So why is Senator Leyonhjelm talking about hens and their IQ?

In June 2015, the Ministerial Council on Consumer Affairs agreed to consider a range of reforms, including a legislated standard, to respond to a consumer crisis: in the absence of a binding legal definition of free-range, some unethical industrial producers are exploiting the label to cash in on the higher prices without actually investing in practices that improve the lives of the laying hens. The resulting consultation paper was a mixed bag of reforms.

Some will entrench the status quo where intensive egg production is allowed to call itself ‘free-range’.

But there are also some good options that – if amended – could finally bring certainty to consumers and free-range farmers.

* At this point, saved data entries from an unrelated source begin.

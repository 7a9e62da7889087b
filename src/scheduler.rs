use chrono::Utc;
use serde::Serialize;
use std::sync::{Arc, Mutex, MutexGuard, PoisonError};
use std::time::Duration;
use tokio::sync::watch;
use tokio::task::JoinSet;
use tokio::time::MissedTickBehavior;
use uuid::Uuid;

use crate::coordinator::{MigrationCoordinator, TaskTrigger};
use crate::detector::{OverloadDetector, Verdict};
use crate::fleet::FleetState;
use crate::monitor::HostMonitor;
use crate::selector::CandidateSelector;
use crate::types::HostId;
use crate::{BalancerError, log_debug, log_error, log_info, log_warn};

/// What one scheduling pass did. Mostly useful to tests and the CLI.
#[derive(Debug, Clone, Default, Serialize)]
pub struct TickReport {
    pub sampled: Vec<HostId>,
    pub unreachable: Vec<HostId>,
    pub overloaded: Vec<HostId>,
    pub started: Vec<Uuid>,
}

/// Periodic driver: sample, detect, select, hand off.
pub struct SchedulerLoop {
    hosts: Vec<HostId>,
    monitor: Arc<HostMonitor>,
    fleet: Arc<FleetState>,
    detector: Mutex<OverloadDetector>,
    selector: CandidateSelector,
    coordinator: Arc<MigrationCoordinator>,
    interval: Duration,
    shutdown_grace: Duration,
}

impl SchedulerLoop {
    #[allow(clippy::too_many_arguments)]
    pub fn new(
        hosts: Vec<HostId>,
        monitor: Arc<HostMonitor>,
        fleet: Arc<FleetState>,
        detector: OverloadDetector,
        selector: CandidateSelector,
        coordinator: Arc<MigrationCoordinator>,
        interval: Duration,
        shutdown_grace: Duration,
    ) -> Self {
        let mut hosts = hosts;
        hosts.sort();
        hosts.dedup();
        for host in &hosts {
            fleet.register_host(host);
        }

        Self {
            hosts,
            monitor,
            fleet,
            detector: Mutex::new(detector),
            selector,
            coordinator,
            interval,
            shutdown_grace,
        }
    }

    fn detector(&self) -> MutexGuard<'_, OverloadDetector> {
        self.detector.lock().unwrap_or_else(PoisonError::into_inner)
    }

    /// Tick until `shutdown` flips to true, then cancel in-flight migrations
    /// and wait for them to settle.
    pub async fn run(&self, mut shutdown: watch::Receiver<bool>) {
        log_info!(
            "Starting scheduler loop over {} hosts every {:?}",
            self.hosts.len(),
            self.interval
        );

        let mut interval = tokio::time::interval(self.interval);
        interval.set_missed_tick_behavior(MissedTickBehavior::Delay);

        loop {
            tokio::select! {
                _ = interval.tick() => {
                    let report = self.tick().await;
                    log_debug!(
                        "Tick done: {} sampled, {} unreachable, {} overloaded, {} migrations started",
                        report.sampled.len(),
                        report.unreachable.len(),
                        report.overloaded.len(),
                        report.started.len()
                    );
                }
                changed = shutdown.changed() => {
                    if changed.is_err() || *shutdown.borrow() {
                        log_info!("Scheduler shutting down");
                        break;
                    }
                }
            }
        }

        self.coordinator.shutdown(self.shutdown_grace).await;
    }

    /// Sample every host in parallel and fold the results into the fleet
    /// state and the detector. Returns (sampled, unreachable), both sorted.
    pub async fn refresh(&self) -> (Vec<HostId>, Vec<HostId>) {
        let mut sampled = Vec::new();
        let mut unreachable = Vec::new();

        let mut sampling = JoinSet::new();
        for host in &self.hosts {
            let monitor = Arc::clone(&self.monitor);
            let host = host.clone();
            sampling.spawn(async move {
                let result = monitor.sample(&host).await;
                (host, result)
            });
        }

        while let Some(joined) = sampling.join_next().await {
            match joined {
                Ok((host, Ok(sample))) => {
                    self.detector().observe(&sample.load);
                    self.fleet.update(&host, sample.load, sample.guests);
                    sampled.push(host);
                }
                Ok((host, Err(e))) => {
                    log_warn!("Excluding host {} from this tick: {}", host, e);
                    self.fleet.mark_unreachable(&host);
                    unreachable.push(host);
                }
                Err(e) => log_error!("Sampling task crashed: {}", e),
            }
        }

        sampled.sort();
        unreachable.sort();
        (sampled, unreachable)
    }

    /// One scheduling pass. Never fails: broken hosts are only logged and skipped.
    pub async fn tick(&self) -> TickReport {
        let (sampled, unreachable) = self.refresh().await;
        let mut report = TickReport {
            sampled,
            unreachable,
            ..TickReport::default()
        };

        let now = Utc::now();
        {
            let mut detector = self.detector();
            for host in &report.sampled {
                match detector.evaluate(host, now) {
                    Verdict::Overloaded if detector.in_cooldown(host, now) => {
                        log_debug!("Host {} overloaded but still cooling down", host);
                    }
                    Verdict::Overloaded => report.overloaded.push(host.clone()),
                    Verdict::Normal => {}
                    Verdict::InsufficientData => {
                        log_debug!("Not enough samples for host {} yet", host);
                    }
                }
            }
        }

        for host in report.overloaded.clone() {
            if self.coordinator.is_at_capacity() {
                log_info!("Migration limit reached, deferring remaining overloaded hosts");
                break;
            }

            // Fresh snapshot per host so earlier hand-offs count as pending load.
            let snapshot = self.fleet.snapshot();
            let Some(candidate) = self.selector.select_migration(&host, &snapshot) else {
                log_info!("Host {} is overloaded but no migration fits", host);
                continue;
            };

            match self.coordinator.start(&candidate, TaskTrigger::Scheduled) {
                Ok(id) => {
                    log_info!(
                        "Host {} overloaded: moving {} to {} (projected mem {:.1}%)",
                        host,
                        candidate.guest,
                        candidate.destination,
                        candidate.projected_mem_percent
                    );
                    self.detector().record_trigger(&host, now);
                    report.started.push(id);
                }
                Err(BalancerError::Reservation(conflict)) => {
                    log_debug!("Skipping {}: {}", candidate.guest, conflict);
                }
                Err(BalancerError::AtCapacity(_)) => break,
                Err(e) => log_warn!("Could not start migration of {}: {}", candidate.guest, e),
            }
        }

        report
    }

    pub fn hosts(&self) -> &[HostId] {
        &self.hosts
    }
}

As consumers we expect a food label to speak the truth. Senator Leyonhjelm disagrees.  Most people would expect that ‘free-range’ eggs come from farms where hens are not confined to cages; are provided with a nest or perch; have space to exercise and flap their wings; have not had their beaks mutilated and have access to an outdoor range. There is a common understanding upon which we can base a legal definition.

Industrial egg producers are lobbying for intensive production systems with 10,000 birds per hectare to be permitted to use the “free-range” label. The reality that Senator Leyonhjelm ignores is that without regulatory intervention consumers will continue to be deceived into paying more for eggs that don't meet their standards.

Genuine free range farmers will be under-priced and driven out of the market by industrial producers who exploit the label without providing the standard of treatment consumers expect. And the hens trapped in so-called 'free-range' factories will experience almost that same short, brutal and demeaned life as their sisters crammed into cages. Senator Leyonhjelm says hens are better off inside and not spending time on establishing a pecking order.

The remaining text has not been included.